== Stored data ==
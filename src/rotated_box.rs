use geo::{Coord, LineString, Polygon};
use nalgebra::{Rotation2, Vector2};
use serde::{Deserialize, Serialize};

#[derive(Debug, Clone, Copy, PartialEq, Default, Serialize, Deserialize)]
pub struct Point2D {
    pub x: f32,
    pub y: f32,
}

impl Point2D {
    #[inline]
    pub fn new(x: f32, y: f32) -> Self {
        Self { x, y }
    }

    pub(crate) fn to_vector(self) -> Vector2<f32> {
        Vector2::new(self.x, self.y)
    }

    pub(crate) fn from_vector(v: Vector2<f32>) -> Self {
        Self::new(v.x, v.y)
    }
}

impl From<Point2D> for Coord<f32> {
    fn from(point: Point2D) -> Self {
        Coord {
            x: point.x,
            y: point.y,
        }
    }
}

impl From<Coord<f32>> for Point2D {
    fn from(coord: Coord<f32>) -> Self {
        Self::new(coord.x, coord.y)
    }
}

/// A rectangle rotated by `angle` radians around its center.
///
/// The four polygon vertices are kept in sync with the shape fields: all fields are
/// private and every mutation rebuilds the polygon. Vertex order, in the box's own
/// frame, is top-left, top-right, bottom-right, bottom-left.
#[derive(Debug, Clone, Copy, PartialEq)]
pub struct RotatedBox {
    center: Point2D,
    width: f32,
    height: f32,
    angle: f32,
    polygon: [Point2D; 4],
}

impl RotatedBox {
    /// Negative extents are clamped to zero.
    pub fn new(center: Point2D, width: f32, height: f32, angle: f32) -> Self {
        let width = width.max(0.0);
        let height = height.max(0.0);
        Self {
            center,
            width,
            height,
            angle,
            polygon: corners(center, width, height, angle),
        }
    }

    /// Axis-aligned box covering `points`, or a zero box at the origin when empty.
    pub fn axis_aligned(points: &[Point2D]) -> Self {
        if points.is_empty() {
            return Self::new(Point2D::default(), 0.0, 0.0, 0.0);
        }
        let (min_x, min_y, max_x, max_y) = points.iter().fold(
            (f32::MAX, f32::MAX, f32::MIN, f32::MIN),
            |(min_x, min_y, max_x, max_y), p| {
                (min_x.min(p.x), min_y.min(p.y), max_x.max(p.x), max_y.max(p.y))
            },
        );
        Self::new(
            Point2D::new((min_x + max_x) / 2.0, (min_y + max_y) / 2.0),
            max_x - min_x,
            max_y - min_y,
            0.0,
        )
    }

    pub fn center(&self) -> Point2D {
        self.center
    }

    pub fn width(&self) -> f32 {
        self.width
    }

    pub fn height(&self) -> f32 {
        self.height
    }

    /// Radians, counter-clockwise positive with y pointing down.
    pub fn angle(&self) -> f32 {
        self.angle
    }

    pub fn area(&self) -> f32 {
        self.width * self.height
    }

    pub fn longer_side(&self) -> f32 {
        self.width.max(self.height)
    }

    pub fn polygon(&self) -> [Point2D; 4] {
        self.polygon
    }

    /// Grows both sides by `2 * padding`, keeping the center and angle.
    pub fn expand(&mut self, padding: f32) {
        *self = Self::new(
            self.center,
            self.width + 2.0 * padding,
            self.height + 2.0 * padding,
            self.angle,
        );
    }

    /// Whether `point` lies inside or within `tolerance` of the box edges.
    pub fn contains(&self, point: Point2D, tolerance: f32) -> bool {
        let local = Rotation2::new(-self.angle) * (point.to_vector() - self.center.to_vector());
        local.x.abs() <= self.width / 2.0 + tolerance
            && local.y.abs() <= self.height / 2.0 + tolerance
    }

    pub fn to_geo(&self) -> Polygon<f32> {
        polygon_to_geo(&self.polygon)
    }
}

pub(crate) fn polygon_to_geo(points: &[Point2D]) -> Polygon<f32> {
    let exterior = points.iter().copied().map(Coord::from).collect::<Vec<_>>();
    Polygon::new(LineString::new(exterior), vec![])
}

fn corners(center: Point2D, width: f32, height: f32, angle: f32) -> [Point2D; 4] {
    let rotation = Rotation2::new(angle);
    let center = center.to_vector();
    let (hw, hh) = (width / 2.0, height / 2.0);
    [(-hw, -hh), (hw, -hh), (hw, hh), (-hw, hh)]
        .map(|(x, y)| Point2D::from_vector(center + rotation * Vector2::new(x, y)))
}

/// Size-adaptive padding: `longer_side * ratio`, bounded to `[min, max]`.
#[derive(Debug, Clone, Copy, PartialEq, Serialize, Deserialize)]
pub struct PaddingPolicy {
    pub ratio: f32,
    pub min: f32,
    pub max: f32,
}

impl PaddingPolicy {
    pub fn padding_for(&self, rect: &RotatedBox) -> f32 {
        (rect.longer_side() * self.ratio).min(self.max).max(self.min)
    }

    pub fn apply(&self, rect: &mut RotatedBox) -> f32 {
        let padding = self.padding_for(rect);
        rect.expand(padding);
        padding
    }
}

impl Default for PaddingPolicy {
    fn default() -> Self {
        Self {
            ratio: 0.1,
            min: 5.0,
            max: 30.0,
        }
    }
}
use std::cmp::Reverse;

use float_ord::FloatOrd;
use serde::{Deserialize, Serialize};

#[derive(Debug, Clone, Copy, PartialEq, Eq, Default, Serialize, Deserialize)]
#[serde(rename_all = "snake_case")]
pub enum Orientation {
    #[default]
    Upright,
    Rotated180,
}

/// Maps orientation classifier scores to a decision.
///
/// Label 1 means the crop is upside down. Anything below `threshold`, or fewer than two
/// scores, is treated as upright.
pub fn classify(scores: &[f32], threshold: f32) -> Orientation {
    if scores.len() < 2 {
        return Orientation::Upright;
    }

    let Some((label, score)) = argmax(scores.iter().copied()) else {
        return Orientation::Upright;
    };
    if score < threshold {
        log::trace!("Orientation label {label} below threshold ({score} < {threshold})");
        return Orientation::Upright;
    }

    match label {
        1 => Orientation::Rotated180,
        _ => Orientation::Upright,
    }
}

/// Index and value of the largest score; ties go to the lowest index. NaN never wins.
pub(crate) fn argmax(scores: impl IntoIterator<Item = f32>) -> Option<(usize, f32)> {
    scores
        .into_iter()
        .enumerate()
        .filter(|(_, score)| !score.is_nan())
        .max_by_key(|&(i, score)| (FloatOrd(score), Reverse(i)))
}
===
| Directions |
Would you set down every record again, exactly as it appears above?

| Answer space |
filename src/rotated_box.rs
use geo::{Coord, LineString, Polygon};
use nalgebra::{Rotation2, Vector2};
use serde::{Deserialize, Serialize};

#[derive(Debug, Clone, Copy, PartialEq, Default, Serialize, Deserialize)]
pub struct Point2D {
    pub x: f32,
    pub y: f32,
}

impl Point2D {
    #[inline]
    pub fn new(x: f32, y: f32) -> Self {
        Self { x, y }
    }

    pub(crate) fn to_vector(self) -> Vector2<f32> {
        Vector2::new(self.x, self.y)
    }

    pub(crate) fn from_vector(v: Vector2<f32>) -> Self {
        Self::new(v.x, v.y)
    }
}

impl From<Point2D> for Coord<f32> {
    fn from(point: Point2D) -> Self {
        Coord {
            x: point.x,
            y: point.y,
        }
    }
}

impl From<Coord<f32>> for Point2D {
    fn from(coord: Coord<f32>) -> Self {
        Self::new(coord.x, coord.y)
    }
}

/// A rectangle rotated by `angle` radians around its center.
///
/// The four polygon vertices are kept in sync with the shape fields: all fields are
/// private and every mutation rebuilds the polygon. Vertex order, in the box's own
/// frame, is top-left, top-right, bottom-right, bottom-left.
#[derive(Debug, Clone, Copy, PartialEq)]
pub struct RotatedBox {
    center: Point2D,
    width: f32,
    height: f32,
    angle: f32,
    polygon: [Point2D; 4],
}

impl RotatedBox {
    /// Negative extents are clamped to zero.
    pub fn new(center: Point2D, width: f32, height: f32, angle: f32) -> Self {
        let width = width.max(0.0);
        let height = height.max(0.0);
        Self {
            center,
            width,
            height,
            angle,
            polygon: corners(center, width, height, angle),
        }
    }

    /// Axis-aligned box covering `points`, or a zero box at the origin when empty.
    pub fn axis_aligned(points: &[Point2D]) -> Self {
        if points.is_empty() {
            return Self::new(Point2D::default(), 0.0, 0.0, 0.0);
        }
        let (min_x, min_y, max_x, max_y) = points.iter().fold(
            (f32::MAX, f32::MAX, f32::MIN, f32::MIN),
            |(min_x, min_y, max_x, max_y), p| {
                (min_x.min(p.x), min_y.min(p.y), max_x.max(p.x), max_y.max(p.y))
            },
        );
        Self::new(
            Point2D::new((min_x + max_x) / 2.0, (min_y + max_y) / 2.0),
            max_x - min_x,
            max_y - min_y,
            0.0,
        )
    }

    pub fn center(&self) -> Point2D {
        self.center
    }

    pub fn width(&self) -> f32 {
        self.width
    }

    pub fn height(&self) -> f32 {
        self.height
    }

    /// Radians, counter-clockwise positive with y pointing down.
    pub fn angle(&self) -> f32 {
        self.angle
    }

    pub fn area(&self) -> f32 {
        self.width * self.height
    }

    pub fn longer_side(&self) -> f32 {
        self.width.max(self.height)
    }

    pub fn polygon(&self) -> [Point2D; 4] {
        self.polygon
    }

    /// Grows both sides by `2 * padding`, keeping the center and angle.
    pub fn expand(&mut self, padding: f32) {
        *self = Self::new(
            self.center,
            self.width + 2.0 * padding,
            self.height + 2.0 * padding,
            self.angle,
        );
    }

    /// Whether `point` lies inside or within `tolerance` of the box edges.
    pub fn contains(&self, point: Point2D, tolerance: f32) -> bool {
        let local = Rotation2::new(-self.angle) * (point.to_vector() - self.center.to_vector());
        local.x.abs() <= self.width / 2.0 + tolerance
            && local.y.abs() <= self.height / 2.0 + tolerance
    }

    pub fn to_geo(&self) -> Polygon<f32> {
        polygon_to_geo(&self.polygon)
    }
}

pub(crate) fn polygon_to_geo(points: &[Point2D]) -> Polygon<f32> {
    let exterior = points.iter().copied().map(Coord::from).collect::<Vec<_>>();
    Polygon::new(LineString::new(exterior), vec![])
}

fn corners(center: Point2D, width: f32, height: f32, angle: f32) -> [Point2D; 4] {
    let rotation = Rotation2::new(angle);
    let center = center.to_vector();
    let (hw, hh) = (width / 2.0, height / 2.0);
    [(-hw, -hh), (hw, -hh), (hw, hh), (-hw, hh)]
        .map(|(x, y)| Point2D::from_vector(center + rotation * Vector2::new(x, y)))
}

/// Size-adaptive padding: `longer_side * ratio`, bounded to `[min, max]`.
#[derive(Debug, Clone, Copy, PartialEq, Serialize, Deserialize)]
pub struct PaddingPolicy {
    pub ratio: f32,
    pub min: f32,
    pub max: f32,
}

impl PaddingPolicy {
    pub fn padding_for(&self, rect: &RotatedBox) -> f32 {
        (rect.longer_side() * self.ratio).min(self.max).max(self.min)
    }

    pub fn apply(&self, rect: &mut RotatedBox) -> f32 {
        let padding = self.padding_for(rect);
        rect.expand(padding);
        padding
    }
}

impl Default for PaddingPolicy {
    fn default() -> Self {
        Self {
            ratio: 0.1,
            min: 5.0,
            max: 30.0,
        }
    }
}
use std::cmp::Reverse;

use float_ord::FloatOrd;
use serde::{Deserialize, Serialize};

#[derive(Debug, Clone, Copy, PartialEq, Eq, Default, Serialize, Deserialize)]
#[serde(rename_all = "snake_case")]
pub enum Orientation {
    #[default]
    Upright,
    Rotated180,
}

/// Maps orientation classifier scores to a decision.
///
/// Label 1 means the crop is upside down. Anything below `threshold`, or fewer than two
/// scores, is treated as upright.
pub fn classify(scores: &[f32], threshold: f32) -> Orientation {
    if scores.len() < 2 {
        return Orientation::Upright;
    }

    let Some((label, score)) = argmax(scores.iter().copied()) else {
        return Orientation::Upright;
    };
    if score < threshold {
        log::trace!("Orientation label {label} below threshold ({score} < {threshold})");
        return Orientation::Upright;
    }

    match label {
        1 => Orientation::Rotated180,
        _ => Orientation::Upright,
    }
}

/// Index and value of the largest score; ties go to the lowest index. NaN never wins.
pub(crate) fn argmax(scores: impl IntoIterator<Item = f32>) -> Option<(usize, f32)> {
    scores
        .into_iter()
        .enumerate()
        .filter(|(_, score)| !score.is_nan())
        .max_by_key(|&(i, score)| (FloatOrd(score), Reverse(i)))
}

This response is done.